Revenues at the company nearly tripled to $110 million last year, although growth has slowed dramatically since then. Through September of this year, revenue grew 14 percent, to $98.3 million. Part of the proceeds from the planned IPO will go to expanding its production capacity to 400,000 tons by the end of 2008, added capacity that the company needs if it’s to revive its revenue growth rate.

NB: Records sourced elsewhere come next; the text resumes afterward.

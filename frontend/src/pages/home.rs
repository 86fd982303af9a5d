use chrono::Datelike;
use yew::prelude::*;
use yew_router::components::Link;

use crate::{ProjectLauncher, Route};

fn launch(launcher: Option<ProjectLauncher>) -> Callback<MouseEvent> {
    Callback::from(move |e: MouseEvent| {
        e.prevent_default();
        if let Some(ProjectLauncher(open)) = &launcher {
            open.emit(());
        }
    })
}

#[function_component(Home)]
pub fn home() -> Html {
    let launcher = use_context::<ProjectLauncher>();

    // Scroll to top only on initial mount
    use_effect_with_deps(
        move |_| {
            if let Some(window) = web_sys::window() {
                window.scroll_to_with_x_and_y(0.0, 0.0);
            }
            || ()
        },
        (),
    );

    html! {
        <div class="landing-page">
            <style>{HOME_CSS}</style>
            <section class="hero">
                <div class="hero-content">
                    <div class="hero-badge">
                        <span class="hero-badge-dot"></span>
                        {"Accepting new projects for Q4"}
                    </div>
                    <h1>
                        {"We Build "}
                        <span class="gradient-text">{"Explainable"}</span>
                        {", Modular Web Products."}
                    </h1>
                    <p class="hero-subtitle">
                        {"Project.ly combines AI-assisted discovery with architecture-first engineering to deliver scalable, transparent, and future-ready digital platforms."}
                    </p>
                    <div class="hero-actions">
                        <button class="hero-cta" onclick={launch(launcher.clone())}>
                            {"Start a Project →"}
                        </button>
                    </div>
                </div>
            </section>
            <Footer />
        </div>
    }
}

#[function_component(Footer)]
pub fn footer() -> Html {
    let launcher = use_context::<ProjectLauncher>();
    let year = chrono::Utc::now().year();

    html! {
        <footer class="footer-cta">
            <div class="footer-content">
                <h2>
                    {"Ready to build something "}
                    <span class="subtitle">{"exceptional?"}</span>
                </h2>
                <button class="hero-cta" onclick={launch(launcher)}>
                    {"Schedule Consultation"}
                </button>
                <p class="footer-copyright">
                    {format!("© {} Project.ly Inc. All rights reserved.", year)}
                </p>
            </div>
        </footer>
    }
}

#[function_component(NotFound)]
pub fn not_found() -> Html {
    html! {
        <div class="landing-page">
            <style>{HOME_CSS}</style>
            <section class="hero">
                <div class="hero-content">
                    <h1>{"Nothing here"}</h1>
                    <Link<Route> to={Route::Home} classes="hero-cta">
                        {"Back to the start"}
                    </Link<Route>>
                </div>
            </section>
        </div>
    }
}

const HOME_CSS: &str = r#"
body {
    margin: 0;
    background: #09090b;
    color: white;
    font-family: system-ui, -apple-system, sans-serif;
}
.top-nav {
    position: fixed;
    top: 0;
    left: 0;
    right: 0;
    z-index: 50;
    padding: 1.25rem 0;
    transition: all 0.3s ease;
}
.top-nav.scrolled {
    padding: 0.75rem 0;
    background: rgba(9, 9, 11, 0.8);
    backdrop-filter: blur(12px);
    border-bottom: 1px solid #27272a;
}
.nav-content {
    max-width: 80rem;
    margin: 0 auto;
    padding: 0 1.5rem;
    display: flex;
    align-items: center;
    justify-content: space-between;
}
.nav-logo {
    display: flex;
    align-items: center;
    gap: 0.5rem;
    font-size: 1.25rem;
    font-weight: bold;
    color: white;
    text-decoration: none;
}
.nav-logo-mark {
    width: 2rem;
    height: 2rem;
    border-radius: 6px;
    background: white;
    color: #09090b;
    display: flex;
    align-items: center;
    justify-content: center;
    font-family: monospace;
}
.nav-cta, .hero-cta {
    padding: 0.5rem 1rem;
    border: none;
    border-radius: 9999px;
    background: white;
    color: #18181b;
    font-weight: 600;
    cursor: pointer;
    text-decoration: none;
}
.hero {
    min-height: 100vh;
    display: flex;
    align-items: center;
    padding-top: 5rem;
}
.hero-content {
    max-width: 40rem;
    margin: 0 auto;
    padding: 0 1.5rem;
}
.hero-badge {
    display: inline-flex;
    align-items: center;
    gap: 0.5rem;
    padding: 0.25rem 0.75rem;
    margin-bottom: 2rem;
    border-radius: 9999px;
    border: 1px solid #27272a;
    font-family: monospace;
    font-size: 0.75rem;
    color: #a1a1aa;
}
.hero-badge-dot { width: 0.5rem; height: 0.5rem; border-radius: 50%; background: #6366f1; }
.hero h1 { font-size: 3.5rem; line-height: 1.1; margin-bottom: 1.5rem; }
.gradient-text {
    background: linear-gradient(to right, #6366f1, #8b5cf6);
    -webkit-background-clip: text;
    -webkit-text-fill-color: transparent;
}
.hero-subtitle { font-size: 1.25rem; color: #a1a1aa; line-height: 1.6; margin-bottom: 2rem; }
.hero-actions .hero-cta { padding: 0.75rem 1.5rem; border-radius: 8px; }
.footer-cta {
    padding: 6rem 0 3rem;
    border-top: 1px solid #27272a;
}
.footer-content { max-width: 80rem; margin: 0 auto; padding: 0 1.5rem; }
.footer-cta h2 { font-size: 1.5rem; margin-bottom: 1.5rem; }
.footer-cta .subtitle { color: #71717a; }
.footer-cta .hero-cta { padding: 1rem 2rem; border-radius: 8px; font-size: 1.125rem; }
.footer-copyright { margin-top: 1.5rem; font-size: 0.75rem; color: #71717a; }
@media (max-width: 768px) {
    .hero h1 { font-size: 2.5rem; }
}
"#;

But there is another danger lurking for Gushan in the near future. Prices of the used cooking oil it relies on are rising. Strange as it may sound, waste is becoming a coveted commodity in the age of alternative energies. As Gushan noted in its filing:
Between 2004 and
September 30, 2007, we experienced an increase in the average cost per ton of used cooking oil of 28 percent…. This increase in raw material cost is due in part to our suppliers’ perception that the raw materials constitute an increasingly valuable commodity…. Our operating costs may increase significantly if other businesses, including but not limited to other biodiesel manufacturers and oleochemical producers, compete for the raw materials we use.
That effect could be seen in the slower profit margins that the company has seen this year. Through September, direct material costs were 52 percent of revenue, up from 48 percent a year earlier. As a result, the gross profit margin fell to 44 percent from 48 percent, and operating margin fell to 39 percent from 44 percent.
Unless diesel prices rise in China to keep pace with the inflation in Gushan’s raw materials, the company’s profits could easily get squeezed once it lists on the NYSE. That could lead to investor disappointment down the road for what is otherwise a strong-looking entrant into the IPO market.